New phishing scam purporting to be Apple email is reportedly on the loose

Apr 29, 2014 13:24 GMT  ·  By

Managed email security provider MX Lab has happened upon one of the most convincing email scams purporting to be a memo from Apple with a burning request to validate your account information. The people behind the scam will steal your Apple ID account and credit card information.

MX Lab claims to have started to intercept these phishing emails earlier today. The subject of the message states, “Validate Your Account Information” and the message body includes a memo that looks and sounds exactly like a legitimate email from Apple’s Support department (screenshot above).

Despite its seemingly legitimate nature, the memo “will try to steal your Apple ID account information including your credit card details,” according to MX Lab.

The phishing email says, “We need to ask you to complete a short and brief step to securing and validating your account information,” adding that “Failure to complete our validation process will result in a suspension of your Apple ID.”

That’s not something Apple would normally do, but unwary users would undoubtedly be alarmed by this fake warning.

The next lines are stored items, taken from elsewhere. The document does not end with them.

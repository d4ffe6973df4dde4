use serde::{Deserialize, Serialize};

use crate::games::rock_paper_scissors::RPSMove;
use crate::wire;

/// Snapshot of a chifumi match as returned by `GET /matches/{id}`
#[derive(Serialize, Deserialize, Clone, Debug, Default, PartialEq)]
#[serde(rename_all = "camelCase")]
pub struct Match {
    #[serde(rename = "_id", default, deserialize_with = "wire::id")]
    pub id: String,
    #[serde(default, deserialize_with = "wire::optional_label")]
    pub player1: Option<String>,
    #[serde(default, deserialize_with = "wire::optional_label")]
    pub player2: Option<String>,
    #[serde(default)]
    pub turns: Vec<Turn>,
    #[serde(default, deserialize_with = "wire::optional_id")]
    pub current_turn_id: Option<String>,
    #[serde(default, deserialize_with = "wire::count")]
    pub player1_wins: u32,
    #[serde(default, deserialize_with = "wire::count")]
    pub player2_wins: u32,
    #[serde(default, deserialize_with = "wire::optional_label")]
    pub winner: Option<String>,
}

/// One round of a match
#[derive(Serialize, Deserialize, Clone, Debug, PartialEq)]
pub struct Turn {
    #[serde(rename = "_id", deserialize_with = "wire::id")]
    pub id: String,
    #[serde(default)]
    pub moves: Vec<Move>,
    #[serde(default, deserialize_with = "wire::optional_reference_id")]
    pub winner: Option<String>,
}

/// A single player's choice within a turn
#[derive(Serialize, Deserialize, Clone, Debug, PartialEq)]
pub struct Move {
    #[serde(rename = "playerId", deserialize_with = "wire::reference_id")]
    pub player_id: String,
    #[serde(rename = "move")]
    pub choice: RPSMove,
}

impl Match {
    /// Placeholder used when a turn starts before the first snapshot arrived
    pub fn pending(id: &str, current_turn_id: Option<String>) -> Self {
        Match {
            id: id.to_string(),
            current_turn_id,
            ..Match::default()
        }
    }

    pub fn turn(&self, turn_id: &str) -> Option<&Turn> {
        self.turns.iter().find(|turn| turn.id == turn_id)
    }

    /// The turn referenced by `current_turn_id`, if it is in the turn list
    pub fn current_turn(&self) -> Option<&Turn> {
        self.current_turn_id.as_deref().and_then(|id| self.turn(id))
    }

    /// 1-based position of a turn in the match
    pub fn turn_position(&self, turn_id: &str) -> Option<usize> {
        self.turns.iter().position(|turn| turn.id == turn_id).map(|idx| idx + 1)
    }

    /// Whether `player_id` already has a recorded move in `turn_id`
    pub fn has_played(&self, turn_id: &str, player_id: &str) -> bool {
        self.turn(turn_id)
            .map(|turn| turn.move_of(player_id).is_some())
            .unwrap_or(false)
    }

    /// Score as (player1_wins, player2_wins)
    pub fn wins(&self) -> (u32, u32) {
        (self.player1_wins, self.player2_wins)
    }
}

impl Turn {
    pub fn move_of(&self, player_id: &str) -> Option<&Move> {
        self.moves.iter().find(|m| m.player_id == player_id)
    }
}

“We take every step needed to automatically validate our users, unfortunately in your case we were unable to,” the email continues. “The process only takes a couple of minutes and will make sure there is no interruption to your account.”

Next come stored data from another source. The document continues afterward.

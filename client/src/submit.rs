use std::fmt;
use std::sync::Arc;

use chifumi_common::{PlayTurnRequest, RPSMove, TurnSelector};
use tracing::{info, warn};

use crate::api::{MatchApi, PlayTurnReply};
use crate::error::ApiError;
use crate::state::SessionState;
use crate::store::MatchStateStore;

pub const NO_CURRENT_TURN: &str = "No current turn available.";
pub const ALREADY_PLAYED: &str = "You have already played your move for this turn.";
pub const DEFAULT_REJECTION: &str = "Failed to play turn.";

/// Why a move was not taken
#[derive(Debug, Clone, PartialEq, Eq)]
pub enum Rejection {
    /// Local: the match has no current turn
    NoCurrentTurn,
    /// Local: this user already has a move in the current turn
    AlreadyPlayed,
    /// The server's reason, verbatim
    Server(String),
}

impl fmt::Display for Rejection {
    fn fmt(&self, f: &mut fmt::Formatter<'_>) -> fmt::Result {
        match self {
            Rejection::NoCurrentTurn => write!(f, "{NO_CURRENT_TURN}"),
            Rejection::AlreadyPlayed => write!(f, "{ALREADY_PLAYED}"),
            Rejection::Server(reason) => write!(f, "{reason}"),
        }
    }
}

#[derive(Debug, Clone, PartialEq, Eq)]
pub enum SubmitOutcome {
    /// Queued by the server; the result arrives on the event stream
    Accepted,
    Rejected(Rejection),
}

/// A move that passed the local checks, ready to be posted
#[derive(Debug, Clone, PartialEq)]
pub struct PreparedMove {
    pub match_id: String,
    pub turn_id: String,
    pub request: PlayTurnRequest,
}

/// Local preconditions, checked before anything goes over the wire.
///
/// The turn selector is the player's own pick and is sent as chosen, even
/// when it does not match the position of the current turn.
pub fn check_preconditions(
    store: &MatchStateStore,
    user_id: &str,
    choice: RPSMove,
    turn: TurnSelector,
) -> Result<PreparedMove, Rejection> {
    let (match_id, game_match) = store.match_id().zip(store.snapshot()).ok_or(Rejection::NoCurrentTurn)?;
    let turn_id = game_match.current_turn_id.clone().ok_or(Rejection::NoCurrentTurn)?;

    if game_match.has_played(&turn_id, user_id) {
        return Err(Rejection::AlreadyPlayed);
    }

    if let Some(position) = game_match.turn_position(&turn_id) {
        if position != usize::from(turn.number()) {
            warn!(turn_id = %turn_id, position, selected = turn.number(), "selected turn differs from the current turn");
        }
    }

    Ok(PreparedMove {
        match_id: match_id.to_string(),
        turn_id,
        request: PlayTurnRequest { choice, turn },
    })
}

pub struct MoveSubmitter<A> {
    api: Arc<A>,
    user_id: String,
}

impl<A> Clone for MoveSubmitter<A> {
    fn clone(&self) -> Self {
        MoveSubmitter {
            api: self.api.clone(),
            user_id: self.user_id.clone(),
        }
    }
}

impl<A: MatchApi> MoveSubmitter<A> {
    pub fn new(api: Arc<A>, session: &SessionState) -> Self {
        MoveSubmitter {
            api,
            user_id: session.user_id.clone(),
        }
    }

    pub fn prepare(&self, store: &MatchStateStore, choice: RPSMove, turn: TurnSelector) -> Result<PreparedMove, Rejection> {
        check_preconditions(store, &self.user_id, choice, turn)
    }

    /// Post a prepared move and interpret the answer
    pub async fn send(&self, prepared: PreparedMove) -> Result<SubmitOutcome, ApiError> {
        let reply = self
            .api
            .play_turn(&prepared.match_id, &prepared.turn_id, &prepared.request)
            .await?;

        match reply {
            PlayTurnReply::Accepted => {
                info!(match_id = %prepared.match_id, turn_id = %prepared.turn_id, choice = %prepared.request.choice, "move accepted");
                Ok(SubmitOutcome::Accepted)
            }
            PlayTurnReply::Rejected(body) => {
                let reason = body.reason().unwrap_or(DEFAULT_REJECTION).to_string();
                info!(match_id = %prepared.match_id, turn_id = %prepared.turn_id, reason = %reason, "move rejected");
                Ok(SubmitOutcome::Rejected(Rejection::Server(reason)))
            }
            PlayTurnReply::Other(status) => Err(ApiError::Server { status, message: None }),
        }
    }

    pub async fn submit(
        &self,
        store: &MatchStateStore,
        choice: RPSMove,
        turn: TurnSelector,
    ) -> Result<SubmitOutcome, ApiError> {
        match self.prepare(store, choice, turn) {
            Ok(prepared) => self.send(prepared).await,
            Err(rejection) => {
                info!(reason = %rejection, "move rejected locally");
                Ok(SubmitOutcome::Rejected(rejection))
            }
        }
    }
}

#[cfg(test)]
mod tests {
    use super::*;
    use crate::testing::FakeMatchApi;
    use chifumi_common::{Match, PlayTurnRejection};

    fn turn(number: u8) -> TurnSelector {
        TurnSelector::try_from(number).unwrap()
    }

    fn store_with(json: &str) -> MatchStateStore {
        let mut store = MatchStateStore::new();
        store.activate("m1");
        let (epoch, _) = store.begin_load().unwrap();
        store.finish_load(epoch, Ok(serde_json::from_str::<Match>(json).unwrap()));
        store
    }

    fn submitter(api: &Arc<FakeMatchApi>) -> MoveSubmitter<FakeMatchApi> {
        MoveSubmitter::new(api.clone(), &SessionState::new("http://localhost", "secret", "u1"))
    }

    #[tokio::test]
    async fn test_no_current_turn_is_rejected_locally() {
        let api = FakeMatchApi::new(Match::default());
        let store = store_with(r#"{"turns": [], "currentTurnId": null}"#);

        let outcome = submitter(&api).submit(&store, RPSMove::Rock, turn(1)).await.unwrap();

        assert_eq!(outcome, SubmitOutcome::Rejected(Rejection::NoCurrentTurn));
        assert_eq!(Rejection::NoCurrentTurn.to_string(), "No current turn available.");
        assert!(api.submissions().is_empty());
    }

    #[tokio::test]
    async fn test_nothing_loaded_is_rejected_locally() {
        let api = FakeMatchApi::new(Match::default());
        let store = MatchStateStore::new();

        let outcome = submitter(&api).submit(&store, RPSMove::Rock, turn(1)).await.unwrap();
        assert_eq!(outcome, SubmitOutcome::Rejected(Rejection::NoCurrentTurn));
        assert!(api.submissions().is_empty());
    }

    #[tokio::test]
    async fn test_already_played_is_rejected_locally() {
        let api = FakeMatchApi::new(Match::default());
        let store = store_with(
            r#"{"currentTurnId": "t1", "turns": [{"_id": "t1", "moves": [{"playerId": "u1", "move": "paper"}]}]}"#,
        );

        let outcome = submitter(&api).submit(&store, RPSMove::Rock, turn(1)).await.unwrap();

        assert_eq!(outcome, SubmitOutcome::Rejected(Rejection::AlreadyPlayed));
        assert_eq!(Rejection::AlreadyPlayed.to_string(), ALREADY_PLAYED);
        assert!(api.submissions().is_empty());
    }

    #[tokio::test]
    async fn test_already_played_with_populated_player() {
        let api = FakeMatchApi::new(Match::default());
        let store = store_with(
            r#"{"currentTurnId": "t1", "turns": [{"_id": "t1", "moves": [{"playerId": {"_id": "u1", "username": "alice"}, "move": "rock"}]}]}"#,
        );

        let outcome = submitter(&api).submit(&store, RPSMove::Paper, turn(1)).await.unwrap();

        assert_eq!(outcome, SubmitOutcome::Rejected(Rejection::AlreadyPlayed));
        assert!(api.submissions().is_empty());
    }

    #[tokio::test]
    async fn test_opponent_move_does_not_block() {
        let api = FakeMatchApi::new(Match::default());
        let store = store_with(
            r#"{"currentTurnId": "t1", "turns": [{"_id": "t1", "moves": [{"playerId": "u2", "move": "paper"}]}]}"#,
        );

        let outcome = submitter(&api).submit(&store, RPSMove::Scissors, turn(1)).await.unwrap();
        assert_eq!(outcome, SubmitOutcome::Accepted);
    }

    #[tokio::test]
    async fn test_accepted_move_posts_current_turn() {
        let api = FakeMatchApi::new(Match::default());
        let store = store_with(r#"{"currentTurnId": "t1", "turns": [{"_id": "t1", "moves": []}]}"#);

        let outcome = submitter(&api).submit(&store, RPSMove::Paper, turn(2)).await.unwrap();

        assert_eq!(outcome, SubmitOutcome::Accepted);
        // the selector goes out as picked even though t1 is the first turn
        assert_eq!(
            api.submissions(),
            vec![(
                "m1".to_string(),
                "t1".to_string(),
                PlayTurnRequest { choice: RPSMove::Paper, turn: turn(2) }
            )]
        );
    }

    #[tokio::test]
    async fn test_current_turn_not_yet_listed_is_sent() {
        let api = FakeMatchApi::new(Match::default());
        let store = store_with(r#"{"currentTurnId": "t2", "turns": [{"_id": "t1"}]}"#);

        let outcome = submitter(&api).submit(&store, RPSMove::Rock, turn(2)).await.unwrap();
        assert_eq!(outcome, SubmitOutcome::Accepted);
        assert_eq!(api.submissions()[0].1, "t2");
    }

    #[tokio::test]
    async fn test_server_rejection_reasons() {
        let api = FakeMatchApi::new(Match::default());
        let store = store_with(r#"{"currentTurnId": "t1", "turns": [{"_id": "t1"}]}"#);
        let submitter = submitter(&api);

        api.set_reply(Ok(PlayTurnReply::Rejected(PlayTurnRejection {
            turn: None,
            match_reason: Some("Match already ended".to_string()),
            user: Some("User not in match".to_string()),
        })));
        let outcome = submitter.submit(&store, RPSMove::Rock, turn(1)).await.unwrap();
        assert_eq!(outcome, SubmitOutcome::Rejected(Rejection::Server("Match already ended".to_string())));

        api.set_reply(Ok(PlayTurnReply::Rejected(PlayTurnRejection::default())));
        let outcome = submitter.submit(&store, RPSMove::Rock, turn(1)).await.unwrap();
        assert_eq!(outcome, SubmitOutcome::Rejected(Rejection::Server(DEFAULT_REJECTION.to_string())));
    }

    #[tokio::test]
    async fn test_unexpected_answers_are_errors() {
        let api = FakeMatchApi::new(Match::default());
        let store = store_with(r#"{"currentTurnId": "t1", "turns": [{"_id": "t1"}]}"#);
        let submitter = submitter(&api);

        api.set_reply(Ok(PlayTurnReply::Other(500)));
        let err = submitter.submit(&store, RPSMove::Rock, turn(1)).await.unwrap_err();
        assert_eq!(err, ApiError::Server { status: 500, message: None });

        api.set_reply(Err(ApiError::Network("connection reset".to_string())));
        let err = submitter.submit(&store, RPSMove::Rock, turn(1)).await.unwrap_err();
        assert!(matches!(err, ApiError::Network(_)));
    }
}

The so-called “Apple Customer Service” team even goes to the trouble of explaining to the customer why he/she received the memo.

“This email was sent automatically during routine security checks. We are not completely satisfied with your account information and require you to update your account to continue using our services uninterrupted. For more information, see our FAQ.”

According to the security firm, clicking the links supplied in the message will lead to a malicious host at hxxp://31.204.130.145/~apple/secure/SenH37d3lPuNqeIc561gswPd6d4RN/, where the unknowing user will be presented with a form to enter their Apple credentials, along with their credit card information.

Needless to point out, cyber-criminals don’t need your card’s PIN number to wreak havoc, as the iTunes Store only requires your Apple ID and password, along with the billing information you’ve supplied.

Again, the email in question will look extremely convincing to the untrained eye. It even uses iconic paper graphics employed by Apple in various listings on its web site, complete with a near-perfect signature, proper spacing in the text body, etc.

Beware of any emails that force you to hand over your personal information using “or else” as a method of convincing you to take action.